Thursday March 22, 2012


Solar magnetism may look deceptively boring (a rather common star with relatively low activity). As it turns out, even the most quiet areas of the Sun (away from the sunspots) harbour a rich and interesting magnetic activity which is extremely complex and dynamic at spatial scales as small as ~100 km. And more importantly, this magnetism permeates most of the Sun, all the time. Therefore, it is not surprising that it might play an important role for solving some longstanding questions of stellar magnetism as: how is the million degree corona maintained when all sunspots have disappeared during the minimum of magnetic activity? And this is of interest not only for solar physics but for stellar astrophysics too, since it is expected that every star with a convective envelope harbours small-scale magnetic activity that we cannot hope to observe with the great detail we observe it in the Sun. From the first evidence of the presence of magnetic fields in the quiet areas of the Sun to the discovery of the smallest organised magnetic structures ever observed in a stellar surface just 30 years have passed. In this seminar, I will give an overview of our present knowledge about the small-scale quiet Sun magnetism. In particular, I will show how small loops of sizes of several hundreds of kilometers appear in the surface and travel across the solar atmosphere, reaching upper layers and having direct implications on chromospheric (coronal) magnetism.

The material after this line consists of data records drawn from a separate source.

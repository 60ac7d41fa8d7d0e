//! Book record model and identifier codec

mod book;
mod id;

pub use book::{Book, BookDocument, InsertedBook};
pub use id::{BookId, InvalidBookId};
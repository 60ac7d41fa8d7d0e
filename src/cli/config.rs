//! Configuration file
//!
//! Optional JSON file; every field falls back to a built-in default so an
//! absent file and `{}` behave the same.

use std::fs;
use std::path::Path;

use serde::{Deserialize, Serialize};

use super::errors::{CliError, CliResult};
use crate::http_server::HttpServerConfig;
use crate::store::StoreConfig;

/// Process configuration
#[derive(Debug, Clone, Default, PartialEq, Eq, Serialize, Deserialize)]
pub struct Config {
    /// HTTP listener
    #[serde(default)]
    pub server: HttpServerConfig,

    /// Document store location
    #[serde(default)]
    pub store: StoreConfig,
}

impl Config {
    /// Load configuration from file
    pub fn load(path: &Path) -> CliResult<Self> {
        let content = fs::read_to_string(path)
            .map_err(|e| CliError::config_error(format!("Failed to read config: {}", e)))?;

        let config: Config = serde_json::from_str(&content)
            .map_err(|e| CliError::config_error(format!("Invalid config JSON: {}", e)))?;

        config.validate()?;

        Ok(config)
    }

    /// Load from `path` if given, otherwise use the defaults
    pub fn load_or_default(path: Option<&Path>) -> CliResult<Self> {
        match path {
            Some(path) => Self::load(path),
            None => Ok(Self::default()),
        }
    }

    fn validate(&self) -> CliResult<()> {
        if self.server.port == 0 {
            return Err(CliError::config_error("server.port must be > 0"));
        }

        for (name, value) in [
            ("store.uri", &self.store.uri),
            ("store.database", &self.store.database),
            ("store.collection", &self.store.collection),
        ] {
            if value.trim().is_empty() {
                return Err(CliError::config_error(format!("{} must not be empty", name)));
            }
        }

        Ok(())
    }
}

#[cfg(test)]
mod tests {
    use super::*;
    use crate::cli::errors::CliErrorCode;
    use std::io::Write;
    use tempfile::NamedTempFile;

    fn write_config(content: &str) -> NamedTempFile {
        let mut file = NamedTempFile::new().unwrap();
        file.write_all(content.as_bytes()).unwrap();
        file
    }

    #[test]
    fn test_no_path_uses_defaults() {
        let config = Config::load_or_default(None).unwrap();
        assert_eq!(config, Config::default());
        assert_eq!(config.server.socket_addr(), "0.0.0.0:8080");
        assert_eq!(config.store.uri, "mongodb://mongodb:27017");
    }

    #[test]
    fn test_empty_object_uses_defaults() {
        let file = write_config("{}");
        assert_eq!(Config::load(file.path()).unwrap(), Config::default());
    }

    #[test]
    fn test_partial_override() {
        let file = write_config(
            r#"{"server": {"port": 9000}, "store": {"uri": "mongodb://localhost:27017"}}"#,
        );
        let config = Config::load(file.path()).unwrap();
        assert_eq!(config.server.port, 9000);
        assert_eq!(config.server.host, "0.0.0.0");
        assert_eq!(config.store.uri, "mongodb://localhost:27017");
        assert_eq!(config.store.database, "bookstore");
    }

    #[test]
    fn test_invalid_json_rejected() {
        let file = write_config("{server");
        let err = Config::load(file.path()).unwrap_err();
        assert_eq!(err.code(), &CliErrorCode::ConfigError);
    }

    #[test]
    fn test_missing_file_rejected() {
        let err = Config::load(Path::new("/nonexistent/bookstore.json")).unwrap_err();
        assert_eq!(err.code(), &CliErrorCode::ConfigError);
    }

    #[test]
    fn test_zero_port_rejected() {
        let file = write_config(r#"{"server": {"port": 0}}"#);
        assert!(Config::load(file.path()).is_err());
    }

    #[test]
    fn test_empty_collection_rejected() {
        let file = write_config(r#"{"store": {"collection": " "}}"#);
        let err = Config::load(file.path()).unwrap_err();
        assert!(err.message().contains("store.collection"));
    }
}
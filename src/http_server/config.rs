//! HTTP Server Configuration
//!
//! Configuration for the HTTP server including host, port, and CORS settings.

use serde::{Deserialize, Serialize};

/// HTTP server configuration
#[derive(Debug, Clone, PartialEq, Eq, Serialize, Deserialize)]
pub struct HttpServerConfig {
    /// Host to bind to (default: "0.0.0.0")
    #[serde(default = "default_host")]
    pub host: String,

    /// Port to bind to (default: 8080)
    #[serde(default = "default_port")]
    pub port: u16,

    /// CORS allowed origins; empty allows any origin
    #[serde(default)]
    pub cors_origins: Vec<String>,
}

fn default_host() -> String {
    "0.0.0.0".to_string()
}

fn default_port() -> u16 {
    8080
}

impl Default for HttpServerConfig {
    fn default() -> Self {
        Self {
            host: default_host(),
            port: default_port(),
            cors_origins: Vec::new(),
        }
    }
}

impl HttpServerConfig {
    /// Create a new config with specified port
    pub fn with_port(port: u16) -> Self {
        Self {
            port,
            ..Default::default()
        }
    }

    /// Get the socket address string
    pub fn socket_addr(&self) -> String {
        format!("{}:{}", self.host, self.port)
    }
}
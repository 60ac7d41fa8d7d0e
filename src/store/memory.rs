//! In-process gateway
//!
//! Keeps books in an ordered map. Used by the test suites and by
//! `serve --in-memory` for running without a database.

use std::collections::BTreeMap;
use std::sync::RwLock;

use async_trait::async_trait;

use super::errors::{StoreError, StoreResult};
use super::query::{BookFields, BookFilter};
use super::BookStore;
use crate::model::{BookDocument, BookId};

/// Book store held entirely in memory
#[derive(Debug, Default)]
pub struct MemoryBookStore {
    books: RwLock<BTreeMap<BookId, BookDocument>>,
}

impl MemoryBookStore {
    pub fn new() -> Self {
        Self::default()
    }

    /// Number of stored books
    pub fn len(&self) -> StoreResult<usize> {
        let books = self.books.read().map_err(|_| StoreError::Poisoned)?;
        Ok(books.len())
    }

    pub fn is_empty(&self) -> StoreResult<bool> {
        Ok(self.len()? == 0)
    }

    fn select(&self, filter: BookFilter) -> StoreResult<Vec<BookDocument>> {
        let books = self.books.read().map_err(|_| StoreError::Poisoned)?;
        Ok(books
            .values()
            .filter(|book| filter.matches(book))
            .cloned()
            .collect())
    }
}

#[async_trait]
impl BookStore for MemoryBookStore {
    async fn insert(&self, mut book: BookDocument) -> StoreResult<BookId> {
        let id = BookId::generate();
        book.id = Some(id.object_id());

        let mut books = self.books.write().map_err(|_| StoreError::Poisoned)?;
        books.insert(id, book);
        Ok(id)
    }

    async fn find_all(&self) -> StoreResult<Vec<BookDocument>> {
        self.select(BookFilter::All)
    }

    async fn find_by_id(&self, id: BookId) -> StoreResult<BookDocument> {
        self.select(BookFilter::ById(id))?
            .into_iter()
            .next()
            .ok_or(StoreError::NotFound(id))
    }

    async fn update_fields(&self, id: BookId, fields: BookFields) -> StoreResult<()> {
        let mut books = self.books.write().map_err(|_| StoreError::Poisoned)?;
        let book = books.get_mut(&id).ok_or(StoreError::NotFound(id))?;
        fields.apply(book);
        Ok(())
    }

    async fn delete_by_id(&self, id: BookId) -> StoreResult<()> {
        let mut books = self.books.write().map_err(|_| StoreError::Poisoned)?;
        books
            .remove(&id)
            .map(|_| ())
            .ok_or(StoreError::NotFound(id))
    }
}
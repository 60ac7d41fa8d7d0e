//! # Store Gateway
//!
//! Record-level access to the `books` collection. Handlers only ever see
//! the [`BookStore`] trait; the process picks an implementation once at
//! startup and shares it behind an `Arc`.

mod config;
mod errors;
mod memory;
mod mongo;
mod query;

pub use config::StoreConfig;
pub use errors::{StoreError, StoreResult};
pub use memory::MemoryBookStore;
pub use mongo::MongoBookStore;
pub use query::{BookFilter, BookFields};

use async_trait::async_trait;

use crate::model::{BookDocument, BookId};

/// Pass-through operations on the book collection
///
/// Implementations must be safe to share across concurrent requests.
#[async_trait]
pub trait BookStore: Send + Sync {
    /// Insert a new book and return the id the store assigned
    async fn insert(&self, book: BookDocument) -> StoreResult<BookId>;

    /// Every stored book
    async fn find_all(&self) -> StoreResult<Vec<BookDocument>>;

    /// One book, or [`StoreError::NotFound`]
    async fn find_by_id(&self, id: BookId) -> StoreResult<BookDocument>;

    /// Overwrite title, author and isbn. [`StoreError::NotFound`] if nothing matched.
    async fn update_fields(&self, id: BookId, fields: BookFields) -> StoreResult<()>;

    /// Remove a book. [`StoreError::NotFound`] if nothing was removed.
    async fn delete_by_id(&self, id: BookId) -> StoreResult<()>;
}
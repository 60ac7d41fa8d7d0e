//! CLI command implementations
//!
//! `serve` follows a fixed boot order: configuration, store connection,
//! listener. A failure at any step ends the process; nothing is retried.

use std::io;
use std::path::Path;
use std::sync::Arc;

use tokio::runtime::Runtime;
use tracing::{error, info, warn};
use tracing_subscriber::EnvFilter;

use super::args::{Cli, Command};
use super::config::Config;
use super::errors::{CliError, CliResult};
use super::io::write_json;
use crate::http_server::HttpServer;
use crate::store::{BookStore, MemoryBookStore, MongoBookStore};

/// Parse arguments, install logging and dispatch
pub fn run() -> CliResult<()> {
    let cli = Cli::parse_args();
    init_logging(cli.verbose);
    run_command(cli.command)
}

/// Install the global tracing subscriber
///
/// `--verbose` forces debug; otherwise `RUST_LOG` applies, defaulting to info.
pub fn init_logging(verbose: bool) {
    let filter = if verbose {
        EnvFilter::new("debug")
    } else {
        EnvFilter::try_from_default_env().unwrap_or_else(|_| EnvFilter::new("info"))
    };
    tracing_subscriber::fmt().with_env_filter(filter).init();
}

/// Dispatch a parsed command
pub fn run_command(command: Command) -> CliResult<()> {
    match command {
        Command::Serve { config, in_memory } => serve(config.as_deref(), in_memory),
        Command::CheckConfig { config } => check_config(config.as_deref()),
    }
}

/// Connect to the store and serve the book API until the process exits
pub fn serve(config_path: Option<&Path>, in_memory: bool) -> CliResult<()> {
    let config = Config::load_or_default(config_path)?;
    let runtime = Runtime::new()?;

    runtime.block_on(async move {
        let store = open_store(&config, in_memory).await?;
        HttpServer::new(config.server, store)
            .start()
            .await
            .map_err(|e| {
                error!(error = %e, "server stopped");
                CliError::serve_failed(e.to_string())
            })
    })
}

async fn open_store(config: &Config, in_memory: bool) -> CliResult<Arc<dyn BookStore>> {
    if in_memory {
        warn!("using in-memory book store; records are lost on exit");
        return Ok(Arc::new(MemoryBookStore::new()));
    }

    info!(uri = %config.store.uri, "connecting to document store");
    match MongoBookStore::connect(&config.store).await {
        Ok(store) => Ok(Arc::new(store)),
        Err(e) => {
            error!(error = %e, "document store unreachable");
            Err(CliError::store_unavailable(e.to_string()))
        }
    }
}

/// Print the effective configuration as JSON
pub fn check_config(config_path: Option<&Path>) -> CliResult<()> {
    let config = Config::load_or_default(config_path)?;
    write_json(&mut io::stdout(), &config)
}
//! Store gateway errors

use thiserror::Error;

use crate::model::BookId;

/// Result type for gateway operations
pub type StoreResult<T> = Result<T, StoreError>;

/// Errors raised by a [`BookStore`](super::BookStore)
#[derive(Debug, Error)]
pub enum StoreError {
    /// No record matched the id
    #[error("book {0} not found")]
    NotFound(BookId),

    /// Error reported by the MongoDB driver
    #[error(transparent)]
    Mongo(#[from] mongodb::error::Error),

    /// The store acknowledged an insert with a non-ObjectId `_id`
    #[error("unexpected inserted id: {0}")]
    UnexpectedId(String),

    /// In-process store lock was poisoned by a panicking writer
    #[error("book store lock poisoned")]
    Poisoned,
}

impl StoreError {
    /// True if the error only means the record was absent
    pub fn is_not_found(&self) -> bool {
        matches!(self, StoreError::NotFound(_))
    }
}

#[cfg(test)]
mod tests {
    use super::*;

    #[test]
    fn test_not_found_message_includes_id() {
        let id = BookId::parse("5f8d0d55b54764421b7156c1").unwrap();
        let err = StoreError::NotFound(id);
        assert!(err.is_not_found());
        assert_eq!(err.to_string(), "book 5f8d0d55b54764421b7156c1 not found");
    }

    #[test]
    fn test_other_errors_are_not_not_found() {
        assert!(!StoreError::Poisoned.is_not_found());
        assert!(!StoreError::UnexpectedId("1".into()).is_not_found());
    }
}
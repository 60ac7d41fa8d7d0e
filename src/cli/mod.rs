//! CLI module for bookstore
//!
//! Provides command-line interface for:
//! - serve: Connect to the store and serve the HTTP API
//! - check-config: Print the effective configuration

mod args;
mod commands;
mod config;
mod errors;
mod io;

pub use args::{Cli, Command};
pub use commands::{check_config, init_logging, run, run_command, serve};
pub use config::Config;
pub use errors::{CliError, CliErrorCode, CliResult};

I will also show some of the properties of these newly discovered magnetic structures such as their spatial distribution, a key ingredient for understanding their origin.

Thursday June 23, 2011
Institut d'Astrophysique Spatiale; Université Paris Sud, Paris, France


At the end of 2008, on ideas of teams from the Observatoire de la Côte d’Azur (OCA) and IAC, the CoRoT satellite observed the star HD 46375, known to host a non-transiting Saturn-mass exoplanet with a 3.023 day period. HD 46375 is the brightest star with a known close-in planet in the CoRoT accessible field of view. As such, it was targeted by the CoRoT additional program and observed in a CCD normally dedicated to the asteroseismology program, to obtain an ultra-precise photometric lightcurve and detect or place upper limits on the brightness of the planet. In addition, a ground-based support was simultaneously performed with the high-resolution NARVAL spectro-polarimeter to constrain the stellar atmospheric and magnetic properties. In this seminar, I will present the main results, in particular the stellar constrain we obtained thanks to the detection of the oscillation mode signature and the plausible detection of the planetary signal, which, if confirmed with future observations, would be the first detection of phase changes in the visible for a non-transiting planet.

Monday June 13, 2011
Astronomical Institute Utrecht, the Netherlands


ExPo is an imaging polarimeter that has been built in Utrecht University. ExPo works in the visible, and it combines the dual-beam technique, together with very short exposure times and a high polarization sensitivity. After four successful campaigns at the William Herschel Telescope, we have obtained polarization images of circumstellar environments around T Tau's and Herbig Ae's stars, evolved (post-AGB) stars and planets like Venus and Saturn. Our results prove the utility of imaging polarimetry to characterize faint structures around very different objects. In this talk I will go through the instrument details, and I will show some of our science results.